Здесь стоило бы упомянуть и только что начатую реорганизацию институтов развития. Им ставят в вину в основном неэффективное расходование бюджетных средств. Но гораздо более серьезной проблемой является их слабая вовлеченность в национальные проекты и другие стратегические программы развития страны. Хотя по логике именно для этого большинство институтов развития и должно было создаваться. Поможет ли предлагаемая реорганизация повысить вклад институтов развития в достижение долгосрочных целей — пока остается неясным. В экономическом блоке правительства у нас есть только две структуры, способные в кризисных условиях справляться с поставленными перед ними долгосрочными задачами,— это Центральный банк, который несколько лет выдерживает линию инфляционного таргетирования, и Минфин, который даже в условиях кризиса стремится поддерживать стабильность бюджетной системы и даже пытался сохранить бюджетное правило. Но эти два ведомства не могут решать задачи долгосрочного развития в других сферах, где пока не хватает дееспособных структур, работающих на перспективу.
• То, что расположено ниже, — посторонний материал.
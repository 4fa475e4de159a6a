//! Deadline-bounded reads from the pseudo-terminal master.

use std::fs::File;
use std::io::{self, Read};
use std::os::fd::AsFd;
use std::time::Duration;

use log::trace;
use nix::errno::Errno;
use nix::poll::{PollFd, PollFlags, PollTimeout, poll};

/// What a single bounded read produced.
#[derive(Debug, Clone, Copy, PartialEq, Eq)]
pub enum ReadOutcome {
    /// This many bytes were written into the buffer.
    Data(usize),

    /// Nothing arrived before the timeout. Also used for spurious wakeups;
    /// the caller re-checks its own deadline.
    TimedOut,

    /// The writing side is gone and no more data will arrive.
    Eof,
}

/// A byte stream that can be read with a timeout.
///
/// The expect loop only talks to this trait, so it can be driven by a real
/// terminal or by a scripted source in tests.
pub trait ChunkSource {
    /// Wait at most `timeout` for data and read what is available into `buf`.
    fn read_chunk(&mut self, buf: &mut [u8], timeout: Duration) -> io::Result<ReadOutcome>;
}

/// The caller's end of the pseudo-terminal.
///
/// The descriptor is non-blocking; readiness is awaited with `poll(2)`.
#[derive(Debug)]
pub struct PtyReader {
    master: File,
}

impl PtyReader {
    pub(crate) fn new(master: File) -> Self {
        Self { master }
    }
}

impl ChunkSource for PtyReader {
    fn read_chunk(&mut self, buf: &mut [u8], timeout: Duration) -> io::Result<ReadOutcome> {
        {
            let mut fds = [PollFd::new(self.master.as_fd(), PollFlags::POLLIN)];
            match poll(&mut fds, poll_timeout(timeout)) {
                Ok(0) => return Ok(ReadOutcome::TimedOut),
                Ok(_) => {}
                Err(Errno::EINTR) => return Ok(ReadOutcome::TimedOut),
                Err(e) => return Err(e.into()),
            }
        }

        match self.master.read(buf) {
            Ok(0) => Ok(ReadOutcome::Eof),
            Ok(n) => {
                trace!("pty read: {} bytes", n);
                Ok(ReadOutcome::Data(n))
            }
            // EIO on the master means every holder of the slave has closed it.
            Err(e) if e.raw_os_error() == Some(libc::EIO) => Ok(ReadOutcome::Eof),
            Err(e)
                if matches!(
                    e.kind(),
                    io::ErrorKind::WouldBlock | io::ErrorKind::Interrupted
                ) =>
            {
                Ok(ReadOutcome::TimedOut)
            }
            Err(e) => Err(e),
        }
    }
}

/// Convert a remaining budget to a poll timeout, rounding up so that a poll
/// that times out has really used up the budget.
fn poll_timeout(timeout: Duration) -> PollTimeout {
    let millis = timeout.as_micros().div_ceil(1000);
    u32::try_from(millis)
        .ok()
        .and_then(|ms| PollTimeout::try_from(ms).ok())
        .unwrap_or(PollTimeout::MAX)
}

#[cfg(test)]
mod tests {
    use super::*;

    #[test]
    fn test_poll_timeout_rounds_up() {
        assert_eq!(poll_timeout(Duration::from_micros(1)), PollTimeout::try_from(1u32).unwrap());
        assert_eq!(poll_timeout(Duration::from_millis(250)), PollTimeout::try_from(250u32).unwrap());
        assert_eq!(poll_timeout(Duration::ZERO), PollTimeout::ZERO);
    }

    #[test]
    fn test_poll_timeout_saturates() {
        assert_eq!(poll_timeout(Duration::from_secs(u64::MAX)), PollTimeout::MAX);
    }
}
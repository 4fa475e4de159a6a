//! Accumulating transcript of terminal output.
//!
//! Everything read from the terminal is appended here and patterns are
//! matched against the whole transcript, not just the newest chunk, so a
//! pattern split across two reads is still found. The buffer only shrinks
//! when the caller asks for it.

use std::borrow::Cow;
use std::ops::Range;

use bytes::{Bytes, BytesMut};

use super::patterns::Matcher;

/// Buffer for accumulating terminal output and searching it for patterns.
#[derive(Debug)]
pub struct OutputBuffer {
    /// The accumulated output.
    buffer: BytesMut,

    /// Escape-sequence filter, present when ANSI stripping is on.
    stripper: Option<AnsiStripper>,
}

impl OutputBuffer {
    /// Create an empty buffer that keeps output byte for byte.
    pub fn new() -> Self {
        Self {
            buffer: BytesMut::with_capacity(4096),
            stripper: None,
        }
    }

    /// Create an empty buffer that removes ANSI escape sequences on the way in.
    pub fn with_ansi_stripping() -> Self {
        Self {
            buffer: BytesMut::with_capacity(4096),
            stripper: Some(AnsiStripper::new()),
        }
    }

    /// Append newly read output.
    pub fn extend(&mut self, data: &[u8]) {
        match self.stripper.as_mut() {
            Some(stripper) => stripper.strip_into(data, &mut self.buffer),
            None => self.buffer.extend_from_slice(data),
        }
    }

    /// Search the whole transcript, returning the byte range of the first match.
    pub fn find<M: Matcher + ?Sized>(&self, pattern: &M) -> Option<Range<usize>> {
        pattern.find(&self.buffer)
    }

    /// Check whether the transcript contains a match.
    pub fn contains<M: Matcher + ?Sized>(&self, pattern: &M) -> bool {
        self.find(pattern).is_some()
    }

    /// The last `max_len` bytes, decoded lossily for error reports.
    pub fn tail_excerpt(&self, max_len: usize) -> String {
        let start = self.buffer.len().saturating_sub(max_len);
        String::from_utf8_lossy(&self.buffer[start..]).into_owned()
    }

    /// Take ownership of the contents and reset.
    pub fn take(&mut self) -> Bytes {
        self.buffer.split().freeze()
    }

    /// Get a reference to the buffer contents.
    pub fn as_slice(&self) -> &[u8] {
        &self.buffer
    }

    /// Get the contents as a string (lossy UTF-8 conversion).
    pub fn as_str_lossy(&self) -> Cow<'_, str> {
        String::from_utf8_lossy(&self.buffer)
    }

    pub fn len(&self) -> usize {
        self.buffer.len()
    }

    pub fn is_empty(&self) -> bool {
        self.buffer.is_empty()
    }

    /// Clear the buffer.
    pub fn clear(&mut self) {
        self.buffer.clear();
    }
}

impl Default for OutputBuffer {
    fn default() -> Self {
        Self::new()
    }
}

/// Removes terminal control sequences while keeping printable text and the
/// whitespace controls that carry layout.
///
/// The parser lives as long as the buffer, so an escape sequence that arrives
/// in two reads is still recognised.
struct AnsiStripper {
    parser: vte::Parser,
}

impl AnsiStripper {
    fn new() -> Self {
        Self {
            parser: vte::Parser::new(),
        }
    }

    fn strip_into(&mut self, data: &[u8], out: &mut BytesMut) {
        let mut sink = Printable { out };
        self.parser.advance(&mut sink, data);
    }
}

impl std::fmt::Debug for AnsiStripper {
    fn fmt(&self, f: &mut std::fmt::Formatter<'_>) -> std::fmt::Result {
        f.debug_struct("AnsiStripper").finish_non_exhaustive()
    }
}

struct Printable<'a> {
    out: &'a mut BytesMut,
}

impl vte::Perform for Printable<'_> {
    fn print(&mut self, c: char) {
        let mut utf8 = [0u8; 4];
        self.out.extend_from_slice(c.encode_utf8(&mut utf8).as_bytes());
    }

    fn execute(&mut self, byte: u8) {
        if matches!(byte, b'\n' | b'\r' | b'\t') {
            self.out.extend_from_slice(&[byte]);
        }
    }
}
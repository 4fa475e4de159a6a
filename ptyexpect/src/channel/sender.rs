//! Line-oriented input to the child's stdin pipe.

use std::fs::File;
use std::io::Write;

use log::debug;

use crate::error::WriteError;

/// Write end of the child's stdin pipe.
///
/// Every write goes straight to the pipe; if the pipe buffer is full the call
/// blocks until the child reads. Failures are reported as they happen, with
/// no retries.
#[derive(Debug)]
pub struct LineSender {
    pipe: Option<File>,
}

impl LineSender {
    pub(crate) fn new(pipe: File) -> Self {
        Self { pipe: Some(pipe) }
    }

    /// Send `text` followed by a single `\n`.
    pub fn send_line(&mut self, text: &str) -> Result<(), WriteError> {
        let mut line = Vec::with_capacity(text.len() + 1);
        line.extend_from_slice(text.as_bytes());
        line.push(b'\n');
        debug!("send_line: {:?}", text);
        self.write_all(&line)
    }

    /// Send raw bytes with nothing appended.
    pub fn send(&mut self, data: &[u8]) -> Result<(), WriteError> {
        debug!("send: {} bytes", data.len());
        self.write_all(data)
    }

    fn write_all(&mut self, data: &[u8]) -> Result<(), WriteError> {
        let pipe = self.pipe.as_mut().ok_or(WriteError::Closed)?;
        pipe.write_all(data)?;
        Ok(())
    }

    /// Close the pipe, which the child sees as end of input.
    ///
    /// Returns `false` if it was already closed.
    pub fn close(&mut self) -> bool {
        self.pipe.take().is_some()
    }

    pub fn is_closed(&self) -> bool {
        self.pipe.is_none()
    }
}
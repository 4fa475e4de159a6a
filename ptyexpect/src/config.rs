//! Session configuration.

use std::time::Duration;

use serde::{Deserialize, Serialize};

/// Tunables for a session.
///
/// Durations are written as integer milliseconds in serialized form:
///
/// ```rust
/// use ptyexpect::SessionConfig;
///
/// let config: SessionConfig =
///     serde_json::from_str(r#"{ "timeout_ms": 5000, "strip_ansi": true }"#).unwrap();
/// assert_eq!(config.timeout.as_secs(), 5);
/// assert_eq!(config.terminal_height, 24);
/// ```
#[derive(Debug, Clone, PartialEq, Eq, Serialize, Deserialize)]
#[serde(default)]
pub struct SessionConfig {
    /// Default budget for `expect` calls that don't name one.
    #[serde(rename = "timeout_ms", with = "duration_ms")]
    pub timeout: Duration,

    /// Terminal width.
    pub terminal_width: u16,

    /// Terminal height.
    pub terminal_height: u16,

    /// Largest single read from the terminal.
    pub read_chunk_size: usize,

    /// How many trailing bytes of output a timeout report quotes.
    pub excerpt_len: usize,

    /// Remove ANSI escape sequences before buffering output.
    pub strip_ansi: bool,

    /// Start the child in a new session with the pty as its controlling
    /// terminal.
    pub controlling_terminal: bool,
}

impl Default for SessionConfig {
    fn default() -> Self {
        Self {
            timeout: Duration::from_secs(30),
            terminal_width: 511,
            terminal_height: 24,
            read_chunk_size: 4096,
            excerpt_len: 256,
            strip_ansi: false,
            controlling_terminal: false,
        }
    }
}

pub(crate) mod duration_ms {
    use std::time::Duration;

    use serde::{Deserialize, Deserializer, Serializer};

    pub fn serialize<S: Serializer>(value: &Duration, serializer: S) -> Result<S::Ok, S::Error> {
        let millis = u64::try_from(value.as_millis()).unwrap_or(u64::MAX);
        serializer.serialize_u64(millis)
    }

    pub fn deserialize<'de, D: Deserializer<'de>>(deserializer: D) -> Result<Duration, D::Error> {
        u64::deserialize(deserializer).map(Duration::from_millis)
    }
}
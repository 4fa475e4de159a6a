//! Command lines for the child process.

use std::ffi::OsString;

/// Characters that make a single-string command line need a shell.
const SHELL_METACHARACTERS: &[char] = &[
    '*', '?', '{', '}', '[', ']', '<', '>', '(', ')', '~', '&', '|', '\\', '$', ';', '\'', '`',
    '"', '\n', '#', '=', '%',
];

/// Shell used for command lines that need one.
pub const SHELL: &str = "/bin/sh";

/// What to run in the child.
#[derive(Debug, Clone, PartialEq, Eq)]
pub enum CommandLine {
    /// Program followed by its arguments, executed directly.
    Argv(Vec<OsString>),

    /// A line handed to `/bin/sh -c`.
    Shell(String),
}

impl CommandLine {
    /// Interpret a single command string.
    ///
    /// A string with no shell metacharacters is split on whitespace and run
    /// directly; anything else goes through `/bin/sh -c`.
    ///
    /// ```rust
    /// use ptyexpect::process::CommandLine;
    ///
    /// assert_eq!(
    ///     CommandLine::parse("/bin/cat -u"),
    ///     CommandLine::argv(["/bin/cat", "-u"]),
    /// );
    /// assert_eq!(
    ///     CommandLine::parse("echo ready; sleep 5"),
    ///     CommandLine::Shell("echo ready; sleep 5".to_string()),
    /// );
    /// ```
    pub fn parse(line: &str) -> Self {
        if line.contains(SHELL_METACHARACTERS) {
            CommandLine::Shell(line.to_string())
        } else {
            CommandLine::Argv(line.split_whitespace().map(OsString::from).collect())
        }
    }

    /// Build an argument vector.
    pub fn argv<I, S>(args: I) -> Self
    where
        I: IntoIterator<Item = S>,
        S: Into<OsString>,
    {
        CommandLine::Argv(args.into_iter().map(Into::into).collect())
    }

    /// The program that will be executed and its arguments, or `None` if
    /// there is nothing to run.
    pub fn program_and_args(&self) -> Option<(OsString, Vec<OsString>)> {
        match self {
            CommandLine::Argv(argv) => {
                let (program, args) = argv.split_first()?;
                Some((program.clone(), args.to_vec()))
            }
            CommandLine::Shell(line) if line.trim().is_empty() => None,
            CommandLine::Shell(line) => Some((
                OsString::from(SHELL),
                vec![OsString::from("-c"), OsString::from(line)],
            )),
        }
    }

    /// Append arguments. A shell line gets them single-quoted at its end.
    pub(crate) fn push_args<I, S>(&mut self, extra: I)
    where
        I: IntoIterator<Item = S>,
        S: Into<OsString>,
    {
        match self {
            CommandLine::Argv(argv) => argv.extend(extra.into_iter().map(Into::into)),
            CommandLine::Shell(line) => {
                let mut quoted = String::new();
                for arg in extra {
                    quoted.push(' ');
                    quoted.push_str(&shell_quote(&arg.into().to_string_lossy()));
                }
                if !quoted.is_empty() {
                    *line = format!("{line}{quoted}");
                }
            }
        }
    }

    /// Short form for log messages.
    pub fn display(&self) -> String {
        match self {
            CommandLine::Argv(argv) => argv
                .iter()
                .map(|a| a.to_string_lossy())
                .collect::<Vec<_>>()
                .join(" "),
            CommandLine::Shell(line) => format!("{SHELL} -c {line:?}"),
        }
    }
}

impl From<&str> for CommandLine {
    fn from(line: &str) -> Self {
        CommandLine::parse(line)
    }
}

impl From<String> for CommandLine {
    fn from(line: String) -> Self {
        CommandLine::parse(&line)
    }
}

fn shell_quote(arg: &str) -> String {
    format!("'{}'", arg.replace('\'', r"'\''"))
}

#[cfg(test)]
mod tests {
    use super::*;

    #[test]
    fn test_plain_line_is_split() {
        let line = CommandLine::parse("  /bin/sh   -i ");
        assert_eq!(line, CommandLine::argv(["/bin/sh", "-i"]));
        let (program, args) = line.program_and_args().unwrap();
        assert_eq!(program, "/bin/sh");
        assert_eq!(args, vec![OsString::from("-i")]);
    }

    #[test]
    fn test_metacharacters_use_shell() {
        for line in ["sleep 10 &", "ls -s *.txt", "echo $HOME", "a | b", "sh -c 'x'"] {
            assert!(
                matches!(CommandLine::parse(line), CommandLine::Shell(_)),
                "{line}"
            );
        }
        let (program, args) = CommandLine::parse("echo hi; echo bye")
            .program_and_args()
            .unwrap();
        assert_eq!(program, SHELL);
        assert_eq!(args, vec![OsString::from("-c"), OsString::from("echo hi; echo bye")]);
    }

    #[test]
    fn test_empty_lines_have_no_program() {
        assert!(CommandLine::parse("   ").program_and_args().is_none());
        assert!(CommandLine::Shell(" ".into()).program_and_args().is_none());
        assert!(CommandLine::Argv(Vec::new()).program_and_args().is_none());
    }

    #[test]
    fn test_push_args() {
        let mut argv = CommandLine::parse("/bin/echo");
        argv.push_args(["a b"]);
        assert_eq!(argv, CommandLine::argv(["/bin/echo", "a b"]));

        let mut shell = CommandLine::parse(r"printf '%s\n'");
        shell.push_args(["it's"]);
        assert_eq!(shell, CommandLine::Shell(r"printf '%s\n' 'it'\''s'".to_string()));
    }
}
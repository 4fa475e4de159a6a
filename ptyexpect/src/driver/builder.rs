//! Builder for starting sessions.

use std::ffi::OsString;
use std::path::PathBuf;
use std::time::Duration;

use super::session::Session;
use crate::channel::OutputBuffer;
use crate::config::SessionConfig;
use crate::error::Result;
use crate::process::{CommandLine, ProcessHarness, SpawnRequest};

/// Builder for constructing sessions.
///
/// # Example
///
/// ```rust,no_run
/// use std::time::Duration;
/// use ptyexpect::SessionBuilder;
///
/// # fn example() -> Result<(), ptyexpect::Error> {
/// let session = SessionBuilder::new("/bin/bash --norc")
///     .current_dir("/tmp")
///     .env("PS1", "$ ")
///     .timeout(Duration::from_secs(5))
///     .strip_ansi(true)
///     .start()?;
/// # Ok(())
/// # }
/// ```
#[derive(Debug, Clone)]
pub struct SessionBuilder {
    command: CommandLine,
    env: Vec<(OsString, OsString)>,
    current_dir: Option<PathBuf>,
    config: SessionConfig,
}

impl SessionBuilder {
    /// Create a new builder for a command line.
    ///
    /// A string is parsed with [`CommandLine::parse`]; pass a
    /// [`CommandLine`] to control that yourself.
    pub fn new(command: impl Into<CommandLine>) -> Self {
        Self {
            command: command.into(),
            env: Vec::new(),
            current_dir: None,
            config: SessionConfig::default(),
        }
    }

    /// Build a session for an explicit argument vector.
    pub fn argv<I, S>(argv: I) -> Self
    where
        I: IntoIterator<Item = S>,
        S: Into<OsString>,
    {
        Self::new(CommandLine::argv(argv))
    }

    /// Append one argument.
    pub fn arg(mut self, arg: impl Into<OsString>) -> Self {
        let arg: OsString = arg.into();
        self.command.push_args([arg]);
        self
    }

    /// Append several arguments.
    pub fn args<I, S>(mut self, args: I) -> Self
    where
        I: IntoIterator<Item = S>,
        S: Into<OsString>,
    {
        self.command.push_args(args);
        self
    }

    /// Set an environment variable for the child.
    pub fn env(mut self, key: impl Into<OsString>, value: impl Into<OsString>) -> Self {
        self.env.push((key.into(), value.into()));
        self
    }

    /// Run the child in `dir`.
    pub fn current_dir(mut self, dir: impl Into<PathBuf>) -> Self {
        self.current_dir = Some(dir.into());
        self
    }

    /// Replace all tunables at once.
    pub fn config(mut self, config: SessionConfig) -> Self {
        self.config = config;
        self
    }

    /// Set the default expect timeout.
    pub fn timeout(mut self, timeout: Duration) -> Self {
        self.config.timeout = timeout;
        self
    }

    /// Set terminal dimensions.
    pub fn terminal_size(mut self, width: u16, height: u16) -> Self {
        self.config.terminal_width = width;
        self.config.terminal_height = height;
        self
    }

    /// Strip ANSI escape sequences from the transcript.
    pub fn strip_ansi(mut self, strip: bool) -> Self {
        self.config.strip_ansi = strip;
        self
    }

    /// How much trailing output timeout reports include.
    pub fn excerpt_len(mut self, len: usize) -> Self {
        self.config.excerpt_len = len;
        self
    }

    /// Largest single read from the terminal.
    pub fn read_chunk_size(mut self, size: usize) -> Self {
        self.config.read_chunk_size = size;
        self
    }

    /// Give the child the pty as its controlling terminal, in a new session.
    pub fn controlling_terminal(mut self, enabled: bool) -> Self {
        self.config.controlling_terminal = enabled;
        self
    }

    /// Spawn the child and return the live session.
    pub fn start(self) -> Result<Session> {
        let request = SpawnRequest {
            command: self.command,
            env: self.env,
            current_dir: self.current_dir,
            terminal_width: self.config.terminal_width,
            terminal_height: self.config.terminal_height,
            controlling_terminal: self.config.controlling_terminal,
        };
        let spawned = ProcessHarness::spawn(&request)?;

        let buffer = if self.config.strip_ansi {
            OutputBuffer::with_ansi_stripping()
        } else {
            OutputBuffer::new()
        };

        Ok(Session::from_spawned(
            spawned,
            request.command.display(),
            buffer,
            self.config.read_chunk_size,
            self.config.excerpt_len,
            self.config.timeout,
        ))
    }
}
//! Command handlers behind the sqlhub subcommands.

use crate::cli::RunArgs;
use crate::config::{Config, DbConfigSet};
use crate::db::{adapter_for, BackendAdapter, MockAdapter};
use crate::error::{HubError, Result};
use crate::export::{create_zip_from_folder, XlsxExporter};
use crate::query::{
    split_statements, HeuristicSplitter, QueryOrchestrator, RunReport, RunRequest, Statement,
};
use crate::session::remove_folder;
use chrono::Utc;
use std::path::{Path, PathBuf};
use std::sync::Arc;
use tracing::{error, info};

/// What a `run` invocation resolved to.
#[derive(Debug)]
struct RunPlan {
    config_set: DbConfigSet,
    statements: Vec<Statement>,
    export: bool,
}

/// Executes a run and, when exporting, zips the session folder.
pub async fn run(config: &Config, args: &RunArgs) -> Result<RunReport> {
    let mut plan = plan(config, args).await?;
    plan.config_set.apply_env_defaults();
    plan.config_set.validate()?;

    let engine = plan.config_set.engine;
    for connection in &plan.config_set.configs {
        info!("Target: {}", connection.display_string(engine));
    }

    let adapter: Arc<dyn BackendAdapter> = if args.mock_db {
        Arc::new(MockAdapter::new(engine))
    } else {
        adapter_for(engine)
    };
    let orchestrator = QueryOrchestrator::new(
        adapter,
        Arc::new(XlsxExporter::new()),
        config.storage.executions_dir(),
    );

    let run = orchestrator
        .run(&plan.config_set, &plan.statements, plan.export)
        .await?;

    let archive_path = if plan.export {
        Some(archive_session(&run.session_folder, args.keep_folder).await?)
    } else {
        None
    };

    Ok(RunReport { run, archive_path })
}

async fn plan(config: &Config, args: &RunArgs) -> Result<RunPlan> {
    if let Some(path) = &args.request {
        let request = RunRequest::from_json(&read_text(path).await?)?;
        let statements = request.statements(&HeuristicSplitter::new())?;
        return Ok(RunPlan {
            export: request.should_export || args.export,
            config_set: request.db_config,
            statements,
        });
    }

    let statements = if let Some(path) = &args.file {
        split_statements(&read_text(path).await?)
    } else if !args.queries.is_empty() {
        args.queries.iter().map(Statement::new).collect()
    } else {
        return Err(HubError::config(
            "Queries must be provided: use --file, --query or --request",
        ));
    };

    let config_set = match args.connection_set()? {
        Some(set) => set,
        None => config.database.clone().ok_or_else(|| {
            HubError::config(
                "Invalid database configuration: pass --connection or add [database] to the config file",
            )
        })?,
    };

    Ok(RunPlan {
        config_set,
        statements,
        export: args.export,
    })
}

/// Zips the session folder and removes it unless `keep_folder` is set.
async fn archive_session(folder: &Path, keep_folder: bool) -> Result<PathBuf> {
    let archive = create_zip_from_folder(folder).await.inspect_err(|e| {
        error!(folder = %folder.display(), error = %e, "failed to archive session folder");
    })?;

    if !keep_folder {
        remove_folder(folder).await?;
    }
    Ok(archive)
}

/// Reads and splits a SQL file.
pub async fn split_file(path: &Path) -> Result<Vec<Statement>> {
    Ok(split_statements(&read_text(path).await?))
}

/// Saves SQL text as `queries_<unix millis>.sql` under `queries_dir`.
pub async fn save_query(queries_dir: &Path, content: &str) -> Result<PathBuf> {
    if content.trim().is_empty() {
        return Err(HubError::config("Query content must be provided"));
    }

    tokio::fs::create_dir_all(queries_dir).await.map_err(|e| {
        HubError::session(format!(
            "Failed to create {}: {e}",
            queries_dir.display()
        ))
    })?;

    let path = queries_dir.join(format!("queries_{}.sql", Utc::now().timestamp_millis()));
    tokio::fs::write(&path, content)
        .await
        .map_err(|e| HubError::session(format!("Failed to save query: {e}")))?;

    info!(path = %path.display(), "saved query file");
    Ok(path)
}

/// Writes the report as pretty JSON to `output`, or to stdout.
pub async fn write_report(report: &RunReport, output: Option<&Path>) -> Result<()> {
    let json = serde_json::to_string_pretty(report)
        .map_err(|e| HubError::internal(format!("Failed to encode report: {e}")))?;

    match output {
        Some(path) => tokio::fs::write(path, json + "\n").await.map_err(|e| {
            HubError::session(format!("Failed to write {}: {e}", path.display()))
        }),
        None => {
            println!("{json}");
            Ok(())
        }
    }
}

async fn read_text(path: &Path) -> Result<String> {
    tokio::fs::read_to_string(path)
        .await
        .map_err(|e| HubError::config(format!("Failed to read {}: {e}", path.display())))
}
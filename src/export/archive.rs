//! Zip archive of a finished session folder.

use crate::error::{HubError, Result};
use std::fs::File;
use std::io::{Cursor, Write};
use std::path::{Path, PathBuf};
use tracing::info;
use zip::write::SimpleFileOptions;
use zip::ZipWriter;

/// Compresses `folder` into `<folder>.zip` beside it and returns the archive
/// path. Entry names are relative to the folder.
pub async fn create_zip_from_folder(folder: &Path) -> Result<PathBuf> {
    let name = folder
        .file_name()
        .ok_or_else(|| HubError::export(format!("Cannot archive {}", folder.display())))?
        .to_string_lossy()
        .into_owned();
    let zip_path = folder.with_file_name(format!("{name}.zip"));

    let source = folder.to_path_buf();
    let bytes = tokio::task::spawn_blocking(move || build_archive(&source))
        .await
        .map_err(|e| HubError::internal(format!("Archive task failed: {e}")))??;

    tokio::fs::write(&zip_path, &bytes).await.map_err(|e| {
        HubError::export(format!("Failed to write {}: {e}", zip_path.display()))
    })?;

    info!(
        archive = %zip_path.display(),
        size = bytes.len(),
        "archived session folder"
    );
    Ok(zip_path)
}

fn build_archive(folder: &Path) -> Result<Vec<u8>> {
    let mut writer = ZipWriter::new(Cursor::new(Vec::new()));
    let options = SimpleFileOptions::default()
        .compression_method(zip::CompressionMethod::Deflated)
        .compression_level(Some(9));

    add_directory(&mut writer, folder, folder, options)?;

    let finished = writer
        .finish()
        .map_err(|e| HubError::export(format!("Failed to finalize archive: {e}")))?;
    Ok(finished.into_inner())
}

fn add_directory(
    writer: &mut ZipWriter<Cursor<Vec<u8>>>,
    root: &Path,
    dir: &Path,
    options: SimpleFileOptions,
) -> Result<()> {
    let mut entries = std::fs::read_dir(dir)
        .and_then(|entries| entries.collect::<std::io::Result<Vec<_>>>())
        .map_err(|e| HubError::export(format!("Failed to read {}: {e}", dir.display())))?;
    entries.sort_by_key(|entry| entry.file_name());

    for entry in entries {
        let path = entry.path();
        let entry_name = relative_name(root, &path)?;

        if path.is_dir() {
            writer
                .add_directory(format!("{entry_name}/"), options)
                .map_err(|e| HubError::export(format!("Failed to add {entry_name}/: {e}")))?;
            add_directory(writer, root, &path, options)?;
        } else {
            writer
                .start_file(entry_name.as_str(), options)
                .map_err(|e| HubError::export(format!("Failed to add {entry_name}: {e}")))?;
            let mut file = File::open(&path)
                .map_err(|e| HubError::export(format!("Failed to open {}: {e}", path.display())))?;
            std::io::copy(&mut file, writer)
                .and_then(|_| writer.flush())
                .map_err(|e| HubError::export(format!("Failed to compress {entry_name}: {e}")))?;
        }
    }

    Ok(())
}

/// Zip entry names always use `/`.
fn relative_name(root: &Path, path: &Path) -> Result<String> {
    let relative = path
        .strip_prefix(root)
        .map_err(|_| HubError::internal(format!("{} is outside the archive root", path.display())))?;
    Ok(relative
        .components()
        .map(|c| c.as_os_str().to_string_lossy())
        .collect::<Vec<_>>()
        .join("/"))
}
Я думаю, что уже довольно скоро, по мере затухания пандемии, интерес к долгосрочной социальной и экономической повестке снова возрастет и от правительства потребуются новые убедительные инициативы в этой области. Эти инициативы должны касаться не только конкретизации новой долгосрочной повестки развития, но и действенных механизмов для ее выполнения. Но добиться в этом значимых успехов без решения хотя бы части накопившихся проблем в системе государственного управления будет весьма трудно.